BUD BREWER

One Man's Opinion

THE PRICE OF SELF-VICTIMIZATION

On the front pag?e of the USA Today section of the Monday Reno Gazette Journal, there appeared a column written by George Will that described certain statistical facts that are shocking and are having critical impact upon the present and future well being of the Black community here in America.

Various figures denote vexing social problems. They include 10,000 (the number of new baby boomers eligible for Social Security and Medicare every day), 10.2 percent (what the unemployment rate would be if 1.2 million discouraged workers had not recently stopped looking for jobs), $9.9 trillion (the Government Accountability Office calculation of the gap between the expected revenue and outlays for state and local governments during the next 50 years), $76.4 trillion (the GAO’s similar estimate of the federal government’s 75-year fiscal shortfall).

Remedies for these problems can at least be imagined. But America’s tragic number — tragic because it is difficult to conceive remedial policies — is 70 percent. This is the portion of African American children born to unmarried women. It may explain what puzzles Nathan Glazer.

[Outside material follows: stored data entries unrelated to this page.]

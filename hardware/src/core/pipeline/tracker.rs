//! Pipeline Stage Tracker.
//!
//! Records which instruction sits in each of the five pipeline stages. The
//! control loop advances instructions through it once per cycle, hazard and
//! forwarding logic query it for emptiness and bubbles, and retirement logic
//! reads the writeback occupant.
//!
//! The tracker is a passive record. It never validates that an instruction
//! belongs in a stage, never reorders anything and never fails.

use std::fmt;
use std::ops::Index;

use serde::ser::{Serialize, SerializeMap, Serializer};

use crate::core::pipeline::slot::Slot;
use crate::core::pipeline::stage::{Stage, STAGE_COUNT};

/// Occupancy state of the five-stage pipeline.
///
/// Slots are stored in a fixed array indexed by [`Stage::index`], so every
/// stage always has exactly one slot.
#[derive(Clone, Debug, PartialEq, Eq, Hash)]
pub struct Pipeline<I> {
    slots: [Slot<I>; STAGE_COUNT],
}

impl<I> Default for Pipeline<I> {
    fn default() -> Self {
        Self::new()
    }
}

impl<I> Pipeline<I> {
    /// Creates a tracker with every stage empty.
    pub fn new() -> Self {
        Self {
            slots: std::array::from_fn(|_| Slot::Empty),
        }
    }

    /// Empties every stage. Used on simulator reset.
    pub fn clear(&mut self) {
        for slot in &mut self.slots {
            *slot = Slot::Empty;
        }
    }

    /// Returns the occupant of `stage`.
    #[inline]
    pub fn get(&self, stage: Stage) -> &Slot<I> {
        &self.slots[stage.index()]
    }

    /// Returns the instruction in `stage`, ignoring bubbles.
    pub fn instruction(&self, stage: Stage) -> Option<&I> {
        self.get(stage).instruction()
    }

    /// Replaces the occupant of `stage` and returns what was there before.
    ///
    /// The returned slot lets callers see what was displaced (for example an
    /// instruction leaving WB) without a separate read.
    #[inline]
    pub fn set(&mut self, stage: Stage, slot: Slot<I>) -> Slot<I> {
        std::mem::replace(&mut self.slots[stage.index()], slot)
    }

    /// Occupant of IF.
    pub fn fetch(&self) -> &Slot<I> {
        self.get(Stage::If)
    }

    /// Occupant of ID.
    pub fn decode(&self) -> &Slot<I> {
        self.get(Stage::Id)
    }

    /// Occupant of EX.
    pub fn execute(&self) -> &Slot<I> {
        self.get(Stage::Ex)
    }

    /// Occupant of MEM.
    pub fn memory(&self) -> &Slot<I> {
        self.get(Stage::Mem)
    }

    /// Occupant of WB.
    pub fn writeback(&self) -> &Slot<I> {
        self.get(Stage::Wb)
    }

    /// Replaces the occupant of IF, returning the displaced one.
    pub fn set_fetch(&mut self, slot: Slot<I>) -> Slot<I> {
        self.set(Stage::If, slot)
    }

    /// Replaces the occupant of ID, returning the displaced one.
    pub fn set_decode(&mut self, slot: Slot<I>) -> Slot<I> {
        self.set(Stage::Id, slot)
    }

    /// Replaces the occupant of EX, returning the displaced one.
    pub fn set_execute(&mut self, slot: Slot<I>) -> Slot<I> {
        self.set(Stage::Ex, slot)
    }

    /// Replaces the occupant of MEM, returning the displaced one.
    pub fn set_memory(&mut self, slot: Slot<I>) -> Slot<I> {
        self.set(Stage::Mem, slot)
    }

    /// Replaces the occupant of WB, returning the displaced one.
    pub fn set_writeback(&mut self, slot: Slot<I>) -> Slot<I> {
        self.set(Stage::Wb, slot)
    }

    /// Returns `true` if nothing, not even a bubble, is in `stage`.
    pub fn is_empty(&self, stage: Stage) -> bool {
        self.get(stage).is_empty()
    }

    /// Returns `true` if `stage` holds a bubble.
    pub fn is_bubble(&self, stage: Stage) -> bool {
        self.get(stage).is_bubble()
    }

    /// Returns `true` if `stage` does no useful work this cycle.
    ///
    /// This is the predicate hazard logic usually wants.
    pub fn is_empty_or_bubble(&self, stage: Stage) -> bool {
        !self.get(stage).is_occupied()
    }

    /// Number of stages that are not empty. Bubbles count.
    pub fn size(&self) -> usize {
        self.slots.iter().filter(|slot| slot.is_present()).count()
    }

    /// Direct view of the slot array, indexed by [`Stage::index`].
    pub fn raw(&self) -> &[Slot<I>; STAGE_COUNT] {
        &self.slots
    }

    /// Mutable alias of the slot array.
    ///
    /// Writes through this reference go straight to the tracker's state and
    /// bypass [`Pipeline::set`].
    pub fn raw_mut(&mut self) -> &mut [Slot<I>; STAGE_COUNT] {
        &mut self.slots
    }

    /// Iterates over `(stage, occupant)` pairs in flow order.
    pub fn iter(&self) -> impl Iterator<Item = (Stage, &Slot<I>)> + '_ {
        Stage::ALL.into_iter().zip(self.slots.iter())
    }

    /// Builds a new tracker by mapping every instruction handle.
    ///
    /// Typically used to resolve pool indices into names for display.
    pub fn map<U, F>(&self, mut f: F) -> Pipeline<U>
    where
        F: FnMut(&I) -> U,
    {
        Pipeline {
            slots: std::array::from_fn(|i| self.slots[i].as_ref().map(&mut f)),
        }
    }
}

impl<I> Index<Stage> for Pipeline<I> {
    type Output = Slot<I>;

    fn index(&self, stage: Stage) -> &Slot<I> {
        self.get(stage)
    }
}

impl<I: fmt::Display> fmt::Display for Pipeline<I> {
    /// Renders a one-line diagram, e.g. `IF:#3 | ID:bubble | EX:- | MEM:- | WB:#1`.
    fn fmt(&self, f: &mut fmt::Formatter<'_>) -> fmt::Result {
        for (i, (stage, slot)) in self.iter().enumerate() {
            if i > 0 {
                f.write_str(" | ")?;
            }
            write!(f, "{}:{}", stage, slot)?;
        }
        Ok(())
    }
}

impl<I: Serialize> Serialize for Pipeline<I> {
    /// Serializes as a map from stage mnemonic to occupant, in flow order.
    fn serialize<S: Serializer>(&self, serializer: S) -> Result<S::Ok, S::Error> {
        let mut map = serializer.serialize_map(Some(STAGE_COUNT))?;
        for (stage, slot) in self.iter() {
            map.serialize_entry(&stage, slot)?;
        }
        map.end()
    }
}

Writing in the American Interest, Glazer, a sociology professor emeritus at Harvard, considers it a “paradox” that the election of Barack Obama coincided with the almost complete disappearance from Public life of the discussion of the black condition and what public policy might do to improve it.” This, says Glazer is the Black condition:

Employment prospects for young black men worsened even when the economy was robust. By the early 2000s, more than one third of all young black non-college men were under the supervision of the corrections system. More than 60 percent of black high school dropouts born since the mid-1960s go to prison. Mass incarceration blights the prospects of black women seeking husbands. So does another trend noted by sociologist William Julius Wilson: “In 2003-2004, for every 100 bachelor’s degrees conferred on black men, 200 were conferred on black women.”

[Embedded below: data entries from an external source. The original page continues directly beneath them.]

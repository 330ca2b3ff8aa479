use std::fs;
use std::path::Path;

use serde::Deserialize;

use crate::common::{Error, Result};

const DEFAULT_LOG_LEVEL: &str = "info";

/// Config file picked up when none is given on the command line.
pub const DEFAULT_CONFIG_PATH: &str = "hardware/configs/default.toml";

#[derive(Debug, Deserialize, Clone, Default)]
pub struct Config {
    #[serde(default)]
    pub general: GeneralConfig,
    #[serde(default)]
    pub display: DisplayConfig,
}

#[derive(Debug, Deserialize, Clone)]
pub struct GeneralConfig {
    #[serde(default = "default_trace_cycles")]
    pub trace_cycles: bool,

    #[serde(default = "default_log_level")]
    pub log_level: String,
}

impl Default for GeneralConfig {
    fn default() -> Self {
        Self {
            trace_cycles: default_trace_cycles(),
            log_level: default_log_level(),
        }
    }
}

impl GeneralConfig {
    /// Whether the per-cycle diagram should be printed.
    ///
    /// The `always-trace` feature forces tracing on.
    pub fn trace_enabled(&self) -> bool {
        cfg!(feature = "always-trace") || self.trace_cycles
    }
}

#[derive(Debug, Deserialize, Clone)]
pub struct DisplayConfig {
    #[serde(default)]
    pub legacy_bubble_name: bool,

    #[serde(default = "default_show_stats")]
    pub show_stats: bool,
}

impl Default for DisplayConfig {
    fn default() -> Self {
        Self {
            legacy_bubble_name: false,
            show_stats: default_show_stats(),
        }
    }
}

impl Config {
    /// Loads a TOML configuration file.
    pub fn from_file(path: impl AsRef<Path>) -> Result<Self> {
        let path = path.as_ref();
        let content = fs::read_to_string(path).map_err(|source| Error::Io {
            path: path.to_path_buf(),
            source,
        })?;
        toml::from_str(&content).map_err(|e| Error::parse(path, e))
    }

    /// Loads the configuration the CLI runs with.
    ///
    /// An explicit `path` must exist and parse. Without one, the file at
    /// [`DEFAULT_CONFIG_PATH`] is used if present, otherwise the defaults.
    pub fn load(path: Option<&Path>) -> Result<Self> {
        match path {
            Some(path) => Self::from_file(path),
            None => {
                let default = Path::new(DEFAULT_CONFIG_PATH);
                if default.exists() {
                    Self::from_file(default)
                } else {
                    Ok(Self::default())
                }
            }
        }
    }

    /// Parses a configuration from an in-memory TOML string.
    pub fn from_toml(content: &str) -> Result<Self> {
        toml::from_str(content).map_err(|e| Error::parse("<inline>", e))
    }
}

fn default_trace_cycles() -> bool {
    true
}

fn default_log_level() -> String {
    DEFAULT_LOG_LEVEL.to_string()
}

fn default_show_stats() -> bool {
    true
}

Because changes in laws and mores have lowered barriers, the black middle class has been able to leave inner cities, which have become, Glazer says, “concentrations of the poor, the poorly educated, the unemployed and unemployable.” High out-of-wedlock birthrates mean a constantly renewed cohort of adolescent males without male parenting, which means disorderly neighborhoods and schools. Glazer thinks it is possible that for some young black men, “acting white” — trying to excel in school — is considered “a betrayal of their group culture.” This severely limits opportunities in an increasingly service-based economy where working with people matters more than working with things in manufacturing.

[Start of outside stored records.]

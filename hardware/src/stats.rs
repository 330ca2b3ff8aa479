//! Pipeline occupancy statistics.
//!
//! Samples the tracker once per cycle and counts, for each stage, how many
//! cycles it spent empty, holding a bubble, or holding a real instruction.

use std::time::Instant;

use crate::core::pipeline::{Pipeline, Slot, Stage, STAGE_COUNT};

/// Per-stage cycle counters.
#[derive(Clone, Copy, Debug, Default, PartialEq, Eq)]
pub struct StageCounts {
    pub empty: u64,
    pub bubble: u64,
    pub occupied: u64,
}

impl StageCounts {
    /// Total number of samples for this stage.
    pub fn total(&self) -> u64 {
        self.empty + self.bubble + self.occupied
    }
}

/// Occupancy statistics collected over a run.
pub struct OccupancyStats {
    start_time: Instant,
    pub cycles: u64,
    pub retired: u64,
    pub resets: u64,
    pub stages: [StageCounts; STAGE_COUNT],
}

impl Default for OccupancyStats {
    fn default() -> Self {
        Self {
            start_time: Instant::now(),
            cycles: 0,
            retired: 0,
            resets: 0,
            stages: [StageCounts::default(); STAGE_COUNT],
        }
    }
}

impl OccupancyStats {
    /// Samples the tracker at the end of a cycle.
    pub fn record<I>(&mut self, pipeline: &Pipeline<I>) {
        self.cycles += 1;
        for (stage, slot) in pipeline.iter() {
            let counts = &mut self.stages[stage.index()];
            match slot {
                Slot::Empty => counts.empty += 1,
                Slot::Bubble => counts.bubble += 1,
                Slot::Occupied(_) => counts.occupied += 1,
            }
        }
    }

    /// Counters for a single stage.
    pub fn stage(&self, stage: Stage) -> &StageCounts {
        &self.stages[stage.index()]
    }

    /// Fraction of sampled cycles in which `stage` held a real instruction.
    pub fn utilization(&self, stage: Stage) -> f64 {
        let counts = self.stage(stage);
        ratio(counts.occupied, counts.total())
    }

    /// Fraction of sampled cycles in which `stage` held a bubble.
    pub fn bubble_ratio(&self, stage: Stage) -> f64 {
        let counts = self.stage(stage);
        ratio(counts.bubble, counts.total())
    }

    /// Average number of non-empty stages per cycle.
    pub fn average_size(&self) -> f64 {
        let present: u64 = self.stages.iter().map(|c| c.bubble + c.occupied).sum();
        ratio(present, self.cycles)
    }

    /// Prints a formatted summary of the collected statistics.
    pub fn print(&self) {
        let seconds = self.start_time.elapsed().as_secs_f64();
        let cyc = if self.cycles == 0 { 1 } else { self.cycles };

        println!("\n==========================================================");
        println!("PIPELINE OCCUPANCY STATISTICS");
        println!("==========================================================");
        println!("host_seconds             {:.4} s", seconds);
        println!("sim_cycles               {}", self.cycles);
        println!("sim_retired              {}", self.retired);
        println!("sim_ipc                  {:.4}", self.retired as f64 / cyc as f64);
        println!("sim_resets               {}", self.resets);
        println!("avg_occupancy            {:.2} / {}", self.average_size(), STAGE_COUNT);
        println!("----------------------------------------------------------");
        println!("STAGE BREAKDOWN");
        for stage in Stage::ALL {
            let counts = self.stage(stage);
            println!(
                "  {:<4} busy: {:<8} | bubble: {:<8} | empty: {:<8} | util: {:.2}%",
                stage.name(),
                counts.occupied,
                counts.bubble,
                counts.empty,
                self.utilization(stage) * 100.0
            );
        }
        println!("==========================================================");
    }
}

fn ratio(num: u64, den: u64) -> f64 {
    if den == 0 {
        0.0
    } else {
        num as f64 / den as f64
    }
}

Now, from the Educational Testing Service, comes a report about “the Black-White Ahievement Gap: When Progress Stopped,” written by Paul E. Barton and Richard J. Coley. It examines the “startling” fact that most of the progress in closing the gap in reading and mathematics occurred in the 1970s and ’80s. This means “progress generally halted for those born around the mid-1960s, a time when landmark legislative victories heralded an end to racial discrimination.”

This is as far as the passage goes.